Corn Bread (Indian).—Mix together half a pint of coarsely ground white Indian meal with a pint of milk, one whole egg, and a pinch of salt. Have ready a well-buttered tin about four inches across and three inches deep, and half fill it with the mixture, then bake in a tolerably hot oven for thirty or forty minutes, and serve at once on a napkin. It may, if preferred, be split and buttered, but always serve it very hot. Or:
Corn Bread (Indian).—Mix together a quart of buttermilk (or sour milk), two eggs, three spoonfuls of butter, and a teaspoonful of saleratus. Now stir in enough corn meal to make a good thick batter, and bake in squares an inch thick. It takes half an hour in a hot oven.

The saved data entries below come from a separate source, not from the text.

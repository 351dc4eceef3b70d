//! # Privy Verify
//!
//! Head-pose liveness challenge and QR credential decoding, independent of
//! any camera or UI toolkit.
//!
//! ## Architecture
//!
//! ```text
//! ┌─────────────────────────────────────────────────────────────┐
//! │                       PRIVY VERIFY                           │
//! ├─────────────────────────────────────────────────────────────┤
//! │  liveness/       - Pose challenge (pure, synchronous)        │
//! │  ├── state.rs    - States, pose observation, threshold       │
//! │  ├── transition.rs - Pure pose transition function           │
//! │  ├── machine.rs  - State machine + verification gate         │
//! │  ├── events.rs   - Events returned to observers              │
//! │  └── outcome.rs  - Verification results                      │
//! │                                                              │
//! │  credential/     - QR payload decoding (pure, synchronous)   │
//! │  ├── key.rs      - RSA public key + PKCS#1 v1.5 unpadding    │
//! │  └── decoder.rs  - base64 -> RSA -> base64 -> JSON pipeline  │
//! │                                                              │
//! │  session/        - Presenters (async)                        │
//! │  ├── gateway.rs  - Verification gateway contract             │
//! │  ├── orchestrator.rs - Face verification session             │
//! │  ├── scan.rs     - QR scan session                           │
//! │  └── protocol.rs - UI event types                            │
//! └─────────────────────────────────────────────────────────────┘
//! ```
//!
//! ## Flow
//!
//! Pose observations go through [`LivenessStateMachine`]; once the user has
//! turned right, left and back to center, the [`FaceSession`] issues exactly
//! one call to its [`VerificationGateway`] and reports the result as
//! [`UiEvent`]s. QR strings go through [`CredentialDecoder`] and come back
//! as a [`Credential`] or a typed [`DecodeError`].

#![warn(missing_docs)]
#![warn(clippy::all)]
#![deny(unsafe_code)]

pub mod credential;
pub mod liveness;
pub mod session;

// Re-export commonly used types
pub use credential::{Credential, CredentialDecoder, DecodeError, DecoderConfig};
pub use liveness::{
    LivenessConfig, LivenessEvent, LivenessState, LivenessStateMachine, RotationThreshold,
    VerificationOutcome,
};
pub use session::{FaceSession, ScanSession, SessionConfig, UiEvent, VerificationGateway};

/// Crate version
pub const VERSION: &str = env!("CARGO_PKG_VERSION");

/// Default rotation threshold (degrees).
pub const DEFAULT_ROTATION_THRESHOLD_DEGREES: f64 = 45.0;
//! Pose Transition Function
//!
//! Maps (current state, observed pose, threshold) to the next step of the
//! challenge. Pure: no I/O, no mutation. Triggering verification is signalled
//! through the return value and left to the caller.

use crate::liveness::state::{LivenessState, PoseObservation, RotationThreshold};

/// Result of applying one pose observation.
#[derive(Clone, Copy, Debug, PartialEq, Eq)]
pub enum Transition {
    /// No transition defined for this input.
    Stay,
    /// Move to a new state.
    Advance(LivenessState),
    /// Face is centered in `FaceForward`: the sequence is complete and a
    /// verification call should be issued. The state itself does not change.
    RequestVerification,
}

/// Apply a pose observation to the current state.
///
/// | State        | Condition          | Result                |
/// |--------------|--------------------|-----------------------|
/// | RotateRight  | yaw > +threshold   | Advance(RotateLeft)   |
/// | RotateLeft   | yaw < -threshold   | Advance(FaceForward)  |
/// | FaceForward  | \|yaw\| <= threshold | RequestVerification |
/// | otherwise    |                    | Stay                  |
///
/// Both rotation comparisons are strict, so a yaw exactly at the threshold
/// does not count as rotated. NaN fails every comparison and yields `Stay`.
pub fn transition(
    state: LivenessState,
    pose: PoseObservation,
    threshold: RotationThreshold,
) -> Transition {
    let limit = threshold.radians();
    let yaw_radians = pose.yaw_radians;

    match state {
        LivenessState::RotateRight if yaw_radians > limit => {
            Transition::Advance(LivenessState::RotateLeft)
        }
        LivenessState::RotateLeft if yaw_radians < -limit => {
            Transition::Advance(LivenessState::FaceForward)
        }
        LivenessState::FaceForward if yaw_radians.abs() <= limit => {
            Transition::RequestVerification
        }
        _ => Transition::Stay,
    }
}

// =============================================================================
// TESTS
// =============================================================================
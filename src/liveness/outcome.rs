//! Verification Outcome
//!
//! Result delivered by the verification gateway once the pose sequence
//! has been completed.

use serde::{Deserialize, Serialize};
use thiserror::Error;

/// Why the gateway declined a verification.
#[derive(Clone, Debug, PartialEq, Eq, Error, Serialize, Deserialize)]
pub enum VerificationFailure {
    /// The verification backend did not answer in time.
    #[error("Request timeout")]
    Timeout,
    /// The submitted face could not be matched.
    #[error("Face can't be identified")]
    FaceUnidentified,
    /// Any other gateway-reported reason.
    #[error("{0}")]
    Other(String),
}

/// Resolution of a single verification call.
#[derive(Clone, Debug, PartialEq, Eq, Serialize, Deserialize)]
pub enum VerificationOutcome {
    /// Face verified; `token` identifies the accepted verification.
    Success {
        /// Opaque token returned by the gateway.
        token: String,
    },
    /// Face rejected.
    Failure {
        /// Reason reported by the gateway.
        reason: VerificationFailure,
    },
}

impl VerificationOutcome {
    /// Successful outcome with `token`.
    pub fn success(token: impl Into<String>) -> Self {
        Self::Success { token: token.into() }
    }

    /// Failed outcome with `reason`.
    pub fn failure(reason: VerificationFailure) -> Self {
        Self::Failure { reason }
    }

    /// Whether the face was verified.
    pub fn is_success(&self) -> bool {
        matches!(self, Self::Success { .. })
    }
}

—— Melt a full ounce of butter in five gills of milk; put into a basin two breakfastcupfuls of Indian meal, and stir into it 1oz. of caster sugar, a dessertspoonful of salt, and lastly the milk and butter, three eggs (whites and yolks well beaten separately), and a teaspoonful of bicarbonate of soda dissolved in a very little hot water. Sift 2oz. cream of tartar into a breakfastcupful of flour, and add this last of all to the mixture. Bake this all in a well-buttered mould, in a steady oven, for about three-quarters of an hour, turn it out when done, and use at once hot. Remember in cutting any Indian corn bread always to keep the knife perpendicular, or it will crush and sadden the bread.